Task statement
Go to the line containing "for (i, item)" in the records below. Repeat it and the lines after it exactly, all the way to the end.

Stored items:
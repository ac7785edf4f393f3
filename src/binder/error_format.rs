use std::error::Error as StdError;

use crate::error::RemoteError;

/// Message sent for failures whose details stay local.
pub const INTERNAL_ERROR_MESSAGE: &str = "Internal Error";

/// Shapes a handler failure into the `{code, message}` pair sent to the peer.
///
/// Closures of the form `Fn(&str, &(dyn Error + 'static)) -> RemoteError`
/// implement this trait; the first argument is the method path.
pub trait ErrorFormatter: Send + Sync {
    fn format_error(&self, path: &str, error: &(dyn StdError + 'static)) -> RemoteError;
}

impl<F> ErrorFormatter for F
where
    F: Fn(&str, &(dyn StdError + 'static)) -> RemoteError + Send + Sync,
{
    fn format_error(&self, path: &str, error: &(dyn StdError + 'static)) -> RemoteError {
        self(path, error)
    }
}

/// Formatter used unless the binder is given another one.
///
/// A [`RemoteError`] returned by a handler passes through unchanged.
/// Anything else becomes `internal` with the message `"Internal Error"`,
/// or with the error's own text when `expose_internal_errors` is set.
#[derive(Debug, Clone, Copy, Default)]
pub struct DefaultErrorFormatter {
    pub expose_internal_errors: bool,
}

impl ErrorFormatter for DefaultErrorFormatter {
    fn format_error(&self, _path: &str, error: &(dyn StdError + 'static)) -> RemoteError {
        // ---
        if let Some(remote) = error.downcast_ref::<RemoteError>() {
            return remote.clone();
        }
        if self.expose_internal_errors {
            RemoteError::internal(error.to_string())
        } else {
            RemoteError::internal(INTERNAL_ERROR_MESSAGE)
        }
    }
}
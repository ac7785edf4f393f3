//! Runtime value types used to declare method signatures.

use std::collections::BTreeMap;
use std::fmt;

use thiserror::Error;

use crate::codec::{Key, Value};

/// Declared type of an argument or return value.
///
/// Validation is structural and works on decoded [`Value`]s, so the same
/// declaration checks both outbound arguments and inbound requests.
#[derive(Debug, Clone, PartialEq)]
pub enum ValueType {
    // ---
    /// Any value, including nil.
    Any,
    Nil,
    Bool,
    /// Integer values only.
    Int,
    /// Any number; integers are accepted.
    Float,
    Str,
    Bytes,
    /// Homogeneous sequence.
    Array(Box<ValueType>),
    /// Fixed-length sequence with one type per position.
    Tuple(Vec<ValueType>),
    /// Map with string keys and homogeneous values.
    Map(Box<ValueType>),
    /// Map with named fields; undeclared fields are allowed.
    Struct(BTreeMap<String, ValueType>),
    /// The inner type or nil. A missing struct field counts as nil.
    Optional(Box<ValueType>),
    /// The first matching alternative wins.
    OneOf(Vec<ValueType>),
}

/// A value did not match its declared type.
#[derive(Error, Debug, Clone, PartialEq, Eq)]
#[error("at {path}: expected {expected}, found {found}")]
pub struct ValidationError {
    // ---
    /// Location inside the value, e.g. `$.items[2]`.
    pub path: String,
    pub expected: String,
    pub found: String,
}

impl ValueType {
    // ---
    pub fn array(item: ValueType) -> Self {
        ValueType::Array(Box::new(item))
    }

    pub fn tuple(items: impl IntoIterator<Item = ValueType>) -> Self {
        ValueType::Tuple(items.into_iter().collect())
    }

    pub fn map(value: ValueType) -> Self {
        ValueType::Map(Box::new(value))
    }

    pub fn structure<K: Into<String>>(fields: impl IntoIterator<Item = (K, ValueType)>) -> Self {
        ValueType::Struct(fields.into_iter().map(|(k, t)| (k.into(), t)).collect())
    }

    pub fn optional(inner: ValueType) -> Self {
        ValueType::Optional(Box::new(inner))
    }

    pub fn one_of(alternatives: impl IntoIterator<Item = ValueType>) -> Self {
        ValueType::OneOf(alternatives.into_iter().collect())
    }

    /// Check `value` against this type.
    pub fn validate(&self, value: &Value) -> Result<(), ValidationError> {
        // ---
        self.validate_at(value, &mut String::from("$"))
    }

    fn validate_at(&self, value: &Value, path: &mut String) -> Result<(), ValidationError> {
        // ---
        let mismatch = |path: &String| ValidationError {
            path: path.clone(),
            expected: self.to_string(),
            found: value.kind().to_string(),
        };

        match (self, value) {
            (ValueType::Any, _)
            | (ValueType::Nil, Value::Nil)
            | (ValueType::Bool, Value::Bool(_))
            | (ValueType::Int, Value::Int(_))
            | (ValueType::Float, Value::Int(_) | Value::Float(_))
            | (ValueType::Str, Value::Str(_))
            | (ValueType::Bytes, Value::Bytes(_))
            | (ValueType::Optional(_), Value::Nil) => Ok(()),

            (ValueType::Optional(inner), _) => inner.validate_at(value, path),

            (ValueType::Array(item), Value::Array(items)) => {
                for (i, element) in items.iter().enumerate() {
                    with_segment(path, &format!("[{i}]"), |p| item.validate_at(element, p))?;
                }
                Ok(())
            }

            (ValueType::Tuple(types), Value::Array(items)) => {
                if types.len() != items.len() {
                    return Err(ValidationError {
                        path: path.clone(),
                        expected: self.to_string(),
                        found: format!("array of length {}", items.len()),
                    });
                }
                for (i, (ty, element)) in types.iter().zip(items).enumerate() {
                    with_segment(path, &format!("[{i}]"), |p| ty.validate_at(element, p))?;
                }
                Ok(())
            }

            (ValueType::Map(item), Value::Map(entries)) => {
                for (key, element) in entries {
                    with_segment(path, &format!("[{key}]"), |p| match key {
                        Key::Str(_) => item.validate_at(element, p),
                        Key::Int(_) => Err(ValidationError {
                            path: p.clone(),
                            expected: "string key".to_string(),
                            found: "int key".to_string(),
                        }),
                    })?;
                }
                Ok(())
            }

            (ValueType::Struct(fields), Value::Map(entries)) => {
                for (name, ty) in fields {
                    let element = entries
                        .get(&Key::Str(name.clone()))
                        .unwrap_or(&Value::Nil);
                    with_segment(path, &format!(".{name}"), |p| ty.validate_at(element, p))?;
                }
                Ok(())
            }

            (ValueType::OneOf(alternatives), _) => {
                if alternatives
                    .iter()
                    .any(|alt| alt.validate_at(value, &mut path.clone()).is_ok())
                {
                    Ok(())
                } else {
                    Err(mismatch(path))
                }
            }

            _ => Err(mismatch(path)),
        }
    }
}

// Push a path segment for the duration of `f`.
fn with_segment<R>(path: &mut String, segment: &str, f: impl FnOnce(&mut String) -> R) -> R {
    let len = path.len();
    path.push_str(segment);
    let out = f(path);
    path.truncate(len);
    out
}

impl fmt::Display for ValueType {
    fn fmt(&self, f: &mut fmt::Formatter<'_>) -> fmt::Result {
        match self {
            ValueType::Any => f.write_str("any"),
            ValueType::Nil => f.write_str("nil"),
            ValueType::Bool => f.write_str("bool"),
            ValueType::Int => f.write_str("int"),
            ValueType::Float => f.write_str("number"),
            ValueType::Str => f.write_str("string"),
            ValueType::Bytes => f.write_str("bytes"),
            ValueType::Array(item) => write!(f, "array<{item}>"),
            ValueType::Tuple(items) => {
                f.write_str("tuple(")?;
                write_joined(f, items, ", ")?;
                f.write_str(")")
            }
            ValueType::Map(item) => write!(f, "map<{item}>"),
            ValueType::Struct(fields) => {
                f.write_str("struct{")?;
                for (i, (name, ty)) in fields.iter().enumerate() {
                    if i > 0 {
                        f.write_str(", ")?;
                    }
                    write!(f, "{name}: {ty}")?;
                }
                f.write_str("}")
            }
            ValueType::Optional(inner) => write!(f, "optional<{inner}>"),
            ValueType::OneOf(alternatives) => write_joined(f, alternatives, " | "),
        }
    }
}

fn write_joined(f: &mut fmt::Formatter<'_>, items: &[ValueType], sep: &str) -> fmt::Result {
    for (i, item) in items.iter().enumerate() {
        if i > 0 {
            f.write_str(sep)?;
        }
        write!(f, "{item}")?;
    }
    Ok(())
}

Answer to this task
    for (i, item) in items.iter().enumerate() {
        if i > 0 {
            f.write_str(sep)?;
        }
        write!(f, "{item}")?;
    }
    Ok(())
}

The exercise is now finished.